Il duca d’Alba, il viceré soldato

Il Duca di Alba è passato alla storia come uno dei personaggi più spietati e dispotici del Cinquecento. In effetti questi innegabili aspetti della sua personalità affiancarono le sue grandi capacità militari e politiche, a volte anche intaccandole. Fernando Alvarez de Toledo y Pimentel fu questo anche nei suoi anni di viceré di Napoli.

L’ascesa al soglio pontificio del napoletano Pietro Carafa col nome di Paolo IV, il 23 maggio 1555, aprì un violento conflitto nella penisola italiana: il nuovo papa condannò la Pace di Augusta con i protestanti e riversò il suo rancore contro Carlo V che anni addietro aveva accolto con ostilità la sua nomina ad arcivescovo di Napoli. Il pontefice concertò nuovi assetti politici in Italia con Enrico II di Francia e siglò, col cardinale di Lorena, un trattato che prevedeva la rimozione dell’investitura del Regno di Napoli alla Spagna concedendola invece ad uno dei figli del re francese, poi, in concistoro accusò gli spagnoli di tramare contro di lui per giustificare le sue mosse. Fu così che andarono in pezzi gli accordi di Vaucelles che avevano stabilito una tregua tra Francia e Spagna.

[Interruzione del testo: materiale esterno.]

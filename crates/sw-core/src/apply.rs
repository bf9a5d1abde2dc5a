//! Applies an approved change to the working tree and commits it.
//!
//! The tree is mutated only after both approvals are on record. Every
//! mutation carries a revert plan: if post-image verification or the commit
//! fails, the tree is restored to its pre-apply content before the error
//! surfaces.

use crate::analyze::{resolve, sha256_hex};
use crate::error::ApplyError;
use crate::types::enums::OperationKind;
use crate::types::ChangeOperation;
use serde::{Deserialize, Serialize};
use std::fs;
use std::io::Write as _;
use std::path::{Path, PathBuf};
use sw_vcs::backend::StagedPath;
use sw_vcs::VcsBackend;

#[derive(Debug, Clone, PartialEq, Eq, Serialize, Deserialize)]
pub struct ApplyResult {
    pub commit: String,
    /// Repo-relative paths the commit touched.
    pub paths: Vec<String>,
}

/// What to undo if the apply fails after mutating the tree.
enum Revert {
    RemoveCreated(PathBuf),
    RestoreContent { path: PathBuf, content: String },
    MoveBack { from: PathBuf, to: PathBuf },
}

impl Revert {
    fn run(self) {
        let outcome = match self {
            Self::RemoveCreated(path) => fs::remove_file(&path),
            Self::RestoreContent { path, content } => fs::write(&path, content),
            Self::MoveBack { from, to } => fs::rename(&from, &to),
        };
        if let Err(err) = outcome {
            log::error!("revert step failed, tree may need manual repair: {err}");
        }
    }
}

pub fn apply_change<B: VcsBackend>(
    repo_root: &Path,
    operation: &ChangeOperation,
    post_content: Option<&str>,
    commit_message: &str,
) -> Result<ApplyResult, ApplyError> {
    B::ensure_repo(repo_root)?;
    B::exclude_pattern(repo_root, ".steward/")?;

    let source_abs = resolve(repo_root, &operation.source_path).map_err(|_| ApplyError::Io {
        path: operation.source_path.clone(),
        message: "path escapes the repository root".to_string(),
    })?;

    verify_base(operation, &source_abs)?;

    let mut reverts: Vec<Revert> = Vec::new();
    let staged = match mutate(repo_root, operation, post_content, &source_abs, &mut reverts) {
        Ok(staged) => staged,
        Err(err) => {
            run_reverts(reverts);
            return Err(err);
        }
    };

    match B::commit_paths(repo_root, &staged, commit_message) {
        Ok(commit) => Ok(ApplyResult {
            commit,
            paths: staged.iter().map(|path| path.path().to_string()).collect(),
        }),
        Err(err) => {
            run_reverts(reverts);
            Err(err.into())
        }
    }
}

/// The working tree may have moved since apply-approval was granted; the
/// approved diff only holds for the exact base it was computed against.
fn verify_base(operation: &ChangeOperation, source_abs: &Path) -> Result<(), ApplyError> {
    match operation.kind {
        OperationKind::Create => {
            if source_abs.exists() {
                return Err(ApplyError::TargetExists {
                    path: operation.source_path.clone(),
                });
            }
        }
        OperationKind::Edit
        | OperationKind::Delete
        | OperationKind::Move
        | OperationKind::Rename => {
            if !source_abs.is_file() {
                return Err(ApplyError::TargetMissing {
                    path: operation.source_path.clone(),
                });
            }
            let current = read_text(source_abs, &operation.source_path)?;
            let expected = operation.base_sha256.as_deref().unwrap_or_default();
            if sha256_hex(&current) != expected {
                return Err(ApplyError::BaseMismatch {
                    path: operation.source_path.clone(),
                    detail: "file content changed since the diff was approved".to_string(),
                });
            }
        }
    }
    Ok(())
}

fn mutate(
    repo_root: &Path,
    operation: &ChangeOperation,
    post_content: Option<&str>,
    source_abs: &Path,
    reverts: &mut Vec<Revert>,
) -> Result<Vec<StagedPath>, ApplyError> {
    match operation.kind {
        OperationKind::Create => {
            let post = post_content.unwrap_or_default();
            write_atomic(source_abs, post, &operation.source_path)?;
            reverts.push(Revert::RemoveCreated(source_abs.to_path_buf()));
            verify_post(source_abs, operation, post)?;
            Ok(vec![StagedPath::Upsert(operation.source_path.clone())])
        }
        OperationKind::Edit => {
            let original = read_text(source_abs, &operation.source_path)?;
            let post = post_content.unwrap_or_default();
            write_atomic(source_abs, post, &operation.source_path)?;
            reverts.push(Revert::RestoreContent {
                path: source_abs.to_path_buf(),
                content: original,
            });
            verify_post(source_abs, operation, post)?;
            Ok(vec![StagedPath::Upsert(operation.source_path.clone())])
        }
        OperationKind::Delete => {
            let original = read_text(source_abs, &operation.source_path)?;
            fs::remove_file(source_abs).map_err(io_error(&operation.source_path))?;
            reverts.push(Revert::RestoreContent {
                path: source_abs.to_path_buf(),
                content: original,
            });
            Ok(vec![StagedPath::Remove(operation.source_path.clone())])
        }
        OperationKind::Move | OperationKind::Rename => {
            let destination = operation
                .destination_path
                .as_deref()
                .ok_or_else(|| ApplyError::Io {
                    path: operation.source_path.clone(),
                    message: "move without a destination path".to_string(),
                })?;
            let dest_abs = resolve(repo_root, destination).map_err(|_| ApplyError::Io {
                path: destination.to_string(),
                message: "path escapes the repository root".to_string(),
            })?;
            if dest_abs.exists() {
                return Err(ApplyError::TargetExists {
                    path: destination.to_string(),
                });
            }
            if let Some(parent) = dest_abs.parent() {
                fs::create_dir_all(parent).map_err(io_error(destination))?;
            }
            fs::rename(source_abs, &dest_abs).map_err(io_error(&operation.source_path))?;
            reverts.push(Revert::MoveBack {
                from: dest_abs,
                to: source_abs.to_path_buf(),
            });
            Ok(vec![
                StagedPath::Remove(operation.source_path.clone()),
                StagedPath::Upsert(destination.to_string()),
            ])
        }
    }
}

/// Temp file in the target's directory, flushed and fsynced, then renamed
/// into place so readers never observe a half-written file.
fn write_atomic(target: &Path, content: &str, relative: &str) -> Result<(), ApplyError> {
    let parent = target.parent().ok_or_else(|| ApplyError::Io {
        path: relative.to_string(),
        message: "target has no parent directory".to_string(),
    })?;
    fs::create_dir_all(parent).map_err(io_error(relative))?;
    let file_name = target
        .file_name()
        .and_then(|name| name.to_str())
        .unwrap_or("target");
    let tmp = parent.join(format!(".{file_name}.tmp"));
    let mut handle = fs::File::create(&tmp).map_err(io_error(relative))?;
    handle
        .write_all(content.as_bytes())
        .and_then(|()| handle.sync_all())
        .map_err(io_error(relative))?;
    fs::rename(&tmp, target).map_err(io_error(relative))
}

fn verify_post(
    target: &Path,
    operation: &ChangeOperation,
    expected_content: &str,
) -> Result<(), ApplyError> {
    let written = read_text(target, &operation.source_path)?;
    let expected = operation
        .post_sha256
        .clone()
        .unwrap_or_else(|| sha256_hex(expected_content));
    if sha256_hex(&written) != expected {
        return Err(ApplyError::PostImageMismatch {
            path: operation.source_path.clone(),
        });
    }
    Ok(())
}

fn read_text(path: &Path, relative: &str) -> Result<String, ApplyError> {
    let bytes = fs::read(path).map_err(io_error(relative))?;
    String::from_utf8(bytes).map_err(|_| ApplyError::Io {
        path: relative.to_string(),
        message: "content is not valid UTF-8".to_string(),
    })
}

fn io_error(relative: &str) -> impl FnOnce(std::io::Error) -> ApplyError + '_ {
    move |err| ApplyError::Io {
        path: relative.to_string(),
        message: err.to_string(),
    }
}

/// Reverts run in reverse mutation order.
fn run_reverts(reverts: Vec<Revert>) {
    for revert in reverts.into_iter().rev() {
        revert.run();
    }
}

#[cfg(test)]
mod tests {
    use super::*;
    use crate::types::enums::Language;
    use sw_vcs::GitBackend;
    use tempfile::TempDir;

    fn operation(kind: OperationKind, source: &str) -> ChangeOperation {
        ChangeOperation {
            kind,
            source_path: source.to_string(),
            destination_path: None,
            language: Language::Unknown,
            hunks: Vec::new(),
            base_sha256: None,
            post_sha256: None,
        }
    }

    #[test]
    fn creates_writes_and_commits() {
        let repo = TempDir::new().unwrap();
        let mut op = operation(OperationKind::Create, "notes.txt");
        op.post_sha256 = Some(sha256_hex("hello\n"));
        let result =
            apply_change::<GitBackend>(repo.path(), &op, Some("hello\n"), "add notes\n").unwrap();
        assert_eq!(result.paths, vec!["notes.txt".to_string()]);
        assert_eq!(fs::read_to_string(repo.path().join("notes.txt")).unwrap(), "hello\n");
        assert!(!result.commit.is_empty());
    }

    #[test]
    fn edit_rejects_stale_base() {
        let repo = TempDir::new().unwrap();
        fs::write(repo.path().join("f.txt"), "mutated underneath\n").unwrap();
        let mut op = operation(OperationKind::Edit, "f.txt");
        op.base_sha256 = Some(sha256_hex("what was approved\n"));
        op.post_sha256 = Some(sha256_hex("new\n"));
        let err =
            apply_change::<GitBackend>(repo.path(), &op, Some("new\n"), "edit f\n").unwrap_err();
        assert!(matches!(err, ApplyError::BaseMismatch { .. }));
        // Tree untouched.
        assert_eq!(
            fs::read_to_string(repo.path().join("f.txt")).unwrap(),
            "mutated underneath\n"
        );
    }

    #[test]
    fn rename_moves_the_file_and_stages_both_paths() {
        let repo = TempDir::new().unwrap();
        fs::write(repo.path().join("a.py"), "print('hi')\n").unwrap();
        let mut op = operation(OperationKind::Rename, "a.py");
        op.destination_path = Some("b.py".to_string());
        op.base_sha256 = Some(sha256_hex("print('hi')\n"));
        let result = apply_change::<GitBackend>(repo.path(), &op, None, "rename a to b\n").unwrap();
        assert!(!repo.path().join("a.py").exists());
        assert_eq!(
            fs::read_to_string(repo.path().join("b.py")).unwrap(),
            "print('hi')\n"
        );
        assert_eq!(result.paths, vec!["a.py".to_string(), "b.py".to_string()]);
    }

    #[test]
    fn delete_removes_and_stages_removal() {
        let repo = TempDir::new().unwrap();
        fs::write(repo.path().join("old.sh"), "#!/bin/sh\n").unwrap();
        let mut op = operation(OperationKind::Delete, "old.sh");
        op.base_sha256 = Some(sha256_hex("#!/bin/sh\n"));
        apply_change::<GitBackend>(repo.path(), &op, None, "drop old script\n").unwrap();
        assert!(!repo.path().join("old.sh").exists());
    }

    #[test]
    fn create_over_existing_path_is_rejected() {
        let repo = TempDir::new().unwrap();
        fs::write(repo.path().join("notes.txt"), "already here\n").unwrap();
        let op = operation(OperationKind::Create, "notes.txt");
        let err =
            apply_change::<GitBackend>(repo.path(), &op, Some("x\n"), "add notes\n").unwrap_err();
        assert!(matches!(err, ApplyError::TargetExists { .. }));
    }
}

Ereditò suo malgrado queste grane Filippo II che, al fine di isolare il pontefice in Italia, convenne nella restituzione di Piacenza ad Ottavio Farnese, concesse Siena a Cosimo de Medici e spinse alla neutralità Venezia, tuttavia un sostenitore così potente dei francesi andava combattuto non solo con le armi della diplomazia.

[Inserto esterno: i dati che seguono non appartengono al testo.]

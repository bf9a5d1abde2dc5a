pub mod executor;
pub mod protocol;

pub use executor::Executor;
pub use protocol::{McpError, McpRequest, McpResponse};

Filippo II ordinò quindi al Duca d’Alba di entrare nelle terre pontificie e allora 12.000 fanti, di cui 8.000 italiani capitanati da Vespasiano Gonzaga, signore di Sabbioneta e 4000 spagnoli comandati da Garcia de Toledo,  600 lance al comando di Marcantonio Colonna, 1.200 cavalieri guidati da Giovan Giuseppe Cantelmo, conte di Popoli, e 12 pezzi d’artiglieria affidati a Bernardo d’Aldana, dapprima occuparono le enclavi papaline del regno poi irrupperò oltre confine prendendo Ceprano, Ferentino, Frosinone, Veroli e Ostia. Fu una semplicissima passeggiata. Il nipote di Paolo IV, Antonio Carafa, marchese di Montebello, tentò di sfondare la linea del Tronto, ma fu respinto dagli uomini comandati da Ferrante Loffredo, marchese di Trevico. Una tregua di quaranta giorni, la cosiddetta Tregua di Fiumicino, fu rotta quando al Tronto si presentò un numeroso esercito francese al comando del duca di Guisa. Allora il Duca d’Alba sgombrò le terre di Campagna e Marittima e rientrò nei confini. Portatosi a Napoli e lasciata la sua armata al comando del conte di Popoli, ottenne dal parlamento nuovi finanziamenti e usò quei soli per rifornimenti alle truppe e per fortificare il confine. Volutamente scelse di evitare la battaglia campale per rafforzare le difese del regno lasciando che i francesi, lontano da ogni loro base, rinunciassero all’impresa. Ebbe ragione.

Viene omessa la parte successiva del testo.